Le parole di Scottie Pippen sono ovviamente destinate a far discutere. Un po’ perché arrivano da uno dei giocatori più forti di sempre, un po’ perché vanno a toccare il giocatore più forte di sempre e cioè Michael Jordan.
Il rapporto tra i due, oggi, è esattamente l’opposto di quello che era in campo. Pochissima complicità, zero empatia e probabilmente poca stima reciproca.
La causa fu l’uscita di “The Last Dance” la nota serie Netflix in cui si celebravano i Bulls dei sei anelli, ma soprattutto si esaltava la carriera e l’impatto sportivo e socio-culturale di Michael Jordan. Tutto su MJ e poco per le altre star di quella squadra fantastica soprattutto Scottie Pippen e Dennis Rodman. Almeno è così che l’ha letta Pippen che, da quel momento, non lesina mai frecciate al suo ex compagno di squadra. L’ultima in ordine di tempo è arrivata in queste ore, quando Scottie è intervenuto nel podcast ideato e condotto dal suo ex compagno Stacey King dal nome “Gimme The Hot Sauce”. Durante l’intervista, Pippen ha parlato del paragone tra Jordan e LeBron James: “LeBron sarà statisticamente il più grande ad aver mai giocato. Non c’è paragone. Nessuno ci va neanche vicino. Ma questo lo rende il più grande di sempre?

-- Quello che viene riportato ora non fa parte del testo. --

//! Appointment booking.

use chrono::NaiveDate;
use tracing::{info, warn};

use super::{find_patient, ClinicStore, RecordError, RecordResult};
use crate::config::ClinicConfig;
use crate::models::{
    Appointment, AppointmentStatus, BookingRequest, NotificationChannel, NotificationIntent,
    Patient,
};
use crate::validation::validate_booking;

/// A successful booking.
#[derive(Debug, Clone, PartialEq)]
pub struct Booking {
    pub appointment: Appointment,
    /// Confirmations for the host to deliver
    pub notifications: Vec<NotificationIntent>,
}

/// Validate a request and book it against the given snapshots.
///
/// Returns the new appointment collection alongside the booking. Neither
/// input slice is modified, and the patient record is not touched.
pub fn book_appointment(
    patients: &[Patient],
    appointments: &[Appointment],
    request: &BookingRequest,
    config: &ClinicConfig,
    today: NaiveDate,
) -> RecordResult<(Vec<Appointment>, Booking)> {
    let valid = validate_booking(request, config)?;

    let patient = find_patient(patients, &valid.patient_id)
        .ok_or_else(|| RecordError::PatientNotFound(valid.patient_id.clone()))?;

    let appointment = Appointment {
        id: appointments.len() as u64 + 1,
        patient_id: patient.patient_id.clone(),
        patient_name: patient.full_name(),
        date: request.date.unwrap_or(today),
        time: valid.time,
        appointment_type: valid.appointment_type,
        status: AppointmentStatus::Scheduled,
    };
    let notifications = confirmation_intents(patient, &appointment);

    let mut updated = appointments.to_vec();
    updated.push(appointment.clone());

    Ok((
        updated,
        Booking {
            appointment,
            notifications,
        },
    ))
}

/// E-mail and WhatsApp confirmations, skipping blank contacts.
fn confirmation_intents(patient: &Patient, appointment: &Appointment) -> Vec<NotificationIntent> {
    let message = format!(
        "Dear {}, your {} appointment is confirmed for {} at {}.",
        appointment.patient_name,
        appointment.appointment_type,
        appointment.date.format("%Y-%m-%d"),
        appointment.time
    );

    [
        (NotificationChannel::Email, patient.email.trim()),
        (NotificationChannel::WhatsApp, patient.mobile_phone.trim()),
    ]
    .into_iter()
    .filter(|(_, recipient)| !recipient.is_empty())
    .map(|(channel, recipient)| NotificationIntent {
        channel,
        recipient: recipient.to_string(),
        appointment_id: appointment.id,
        patient_id: appointment.patient_id.clone(),
        message: message.clone(),
    })
    .collect()
}

/// Appointments on `date`, in booking order.
pub fn list_appointments_for_date(appointments: &[Appointment], date: NaiveDate) -> Vec<&Appointment> {
    appointments.iter().filter(|a| a.date == date).collect()
}

impl ClinicStore {
    /// Book an appointment for an existing patient.
    pub fn book_appointment(&mut self, request: &BookingRequest) -> RecordResult<Booking> {
        let today = self.clock.now().date_naive();
        let (appointments, booking) =
            book_appointment(&self.patients, &self.appointments, request, &self.config, today)
                .inspect_err(|e| warn!(error = %e, "Rejected booking"))?;
        self.appointments = appointments;

        let appointment = &booking.appointment;
        info!(
            appointment_id = appointment.id,
            patient_id = %appointment.patient_id,
            patient_name = %appointment.patient_name,
            "Appointment booked"
        );
        for intent in &booking.notifications {
            info!(channel = %intent.channel, recipient = %intent.recipient, "Confirmation queued");
        }

        Ok(booking)
    }

    pub fn appointments_on(&self, date: NaiveDate) -> Vec<&Appointment> {
        list_appointments_for_date(&self.appointments, date)
    }
}

#[cfg(test)]
mod tests {
    use super::*;
    use crate::models::{AppointmentType, Gender, PatientInput};
    use chrono::Utc;

    fn date(y: i32, m: u32, d: u32) -> NaiveDate {
        NaiveDate::from_ymd_opt(y, m, d).unwrap()
    }

    fn patients() -> Vec<Patient> {
        let mut input = PatientInput::new(
            "Emma",
            "Wilson",
            Gender::Female,
            "emma.wilson@email.com",
            "+1-555-0125",
        );
        input.patient_id = Some("P002".into());
        vec![Patient::from_input("P002".into(), input, Utc::now())]
    }

    #[test]
    fn test_book_appends_scheduled_appointment() {
        let patients = patients();
        let request = BookingRequest::new("P002", Some(date(2024, 3, 28)), "14:30", "Glaucoma Screening");

        let (appointments, booking) = book_appointment(
            &patients,
            &[],
            &request,
            &ClinicConfig::default(),
            date(2024, 3, 1),
        )
        .unwrap();

        assert_eq!(appointments.len(), 1);
        let appointment = &booking.appointment;
        assert_eq!(appointment.id, 1);
        assert_eq!(appointment.patient_name, "Emma Wilson");
        assert_eq!(appointment.status, AppointmentStatus::Scheduled);
        assert_eq!(appointment.appointment_type, AppointmentType::GlaucomaScreening);
        assert_eq!(appointment.date, date(2024, 3, 28));
        assert_eq!(&appointments[0], appointment);
    }

    #[test]
    fn test_book_defaults_date_to_today() {
        let request = BookingRequest::new("P002", None, "09:00", "Emergency Visit");
        let (_, booking) = book_appointment(
            &patients(),
            &[],
            &request,
            &ClinicConfig::default(),
            date(2024, 3, 1),
        )
        .unwrap();
        assert_eq!(booking.appointment.date, date(2024, 3, 1));
    }

    #[test]
    fn test_book_unknown_patient() {
        let request = BookingRequest::new("P999", None, "09:00", "Emergency Visit");
        let err = book_appointment(
            &patients(),
            &[],
            &request,
            &ClinicConfig::default(),
            date(2024, 3, 1),
        )
        .unwrap_err();
        assert_eq!(err, RecordError::PatientNotFound("P999".into()));
    }

    #[test]
    fn test_validation_runs_before_lookup() {
        let request = BookingRequest::new("P999", None, "", "Emergency Visit");
        let err = book_appointment(
            &patients(),
            &[],
            &request,
            &ClinicConfig::default(),
            date(2024, 3, 1),
        )
        .unwrap_err();
        assert_eq!(
            err,
            RecordError::Validation {
                fields: vec!["time".into()]
            }
        );
    }

    #[test]
    fn test_notifications_carry_contacts() {
        let request = BookingRequest::new("P002", None, "09:00", "Emergency Visit");
        let (_, booking) = book_appointment(
            &patients(),
            &[],
            &request,
            &ClinicConfig::default(),
            date(2024, 3, 1),
        )
        .unwrap();

        assert_eq!(booking.notifications.len(), 2);
        assert_eq!(booking.notifications[0].channel, NotificationChannel::Email);
        assert_eq!(booking.notifications[0].recipient, "emma.wilson@email.com");
        assert_eq!(booking.notifications[1].channel, NotificationChannel::WhatsApp);
        assert_eq!(booking.notifications[1].recipient, "+1-555-0125");
        assert!(booking.notifications[0].message.contains("Emergency Visit"));
    }

    #[test]
    fn test_blank_contact_skips_channel() {
        let mut patients = patients();
        patients[0].mobile_phone.clear();
        let request = BookingRequest::new("P002", None, "09:00", "Emergency Visit");
        let (_, booking) = book_appointment(
            &patients,
            &[],
            &request,
            &ClinicConfig::default(),
            date(2024, 3, 1),
        )
        .unwrap();

        assert_eq!(booking.notifications.len(), 1);
        assert_eq!(booking.notifications[0].channel, NotificationChannel::Email);
    }

    #[test]
    fn test_list_for_date() {
        let make = |id, d| Appointment {
            id,
            patient_id: "P002".into(),
            patient_name: "Emma Wilson".into(),
            date: d,
            time: "10:00".into(),
            appointment_type: AppointmentType::FollowUpVisit,
            status: AppointmentStatus::Scheduled,
        };
        let appointments = vec![
            make(1, date(2024, 3, 28)),
            make(2, date(2024, 3, 29)),
            make(3, date(2024, 3, 28)),
        ];

        let ids: Vec<u64> = list_appointments_for_date(&appointments, date(2024, 3, 28))
            .iter()
            .map(|a| a.id)
            .collect();
        assert_eq!(ids, vec![1, 3]);
        assert!(list_appointments_for_date(&appointments, date(2024, 1, 1)).is_empty());
    }
}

Questo è da discutere, ma io non credo che abbia molto senso perché il nostro è un gioco di squadra e un singolo non può vincere da solo”.
Pippen, altro attacco a Michael Jordan
E proprio qui inizia l’affondo dell’ex 33 dei Bulls contro Michael Jordan, parole al vetriolo, sicuramente eccessive rispetto a quella che poi è stata l’evidenza del campo, la realtà dei fatti: “Ho visto giocare Jordan prima che io arrivassi ai Bulls, lo hanno visto tutti: era un giocatore orribile. Era bruttissimo giocare insieme a lui, faceva solo uno contro uno e si prendeva brutti tiri. Poi all’improvviso siamo diventati una squadra e abbiamo cominciato a vincere, e tutti si sono dimenticati di quello che era”. Difficile definire Michael Jordan “orribile” anche prima dell’arrivo di Pippen ai Bulls.
Basti pensare che MJ era stato all-Star già nelle prime tre stagioni in NBA, aveva vinto il premio di rookie dell’anno, aveva segnato 63 punti ai playoff contro i Boston Celtics (rimane ancora oggi la miglior prestazione di sempre in post-season) e nel 1987 aveva chiuso con una media di 37.1 punti, il miglior dato della sua carriera.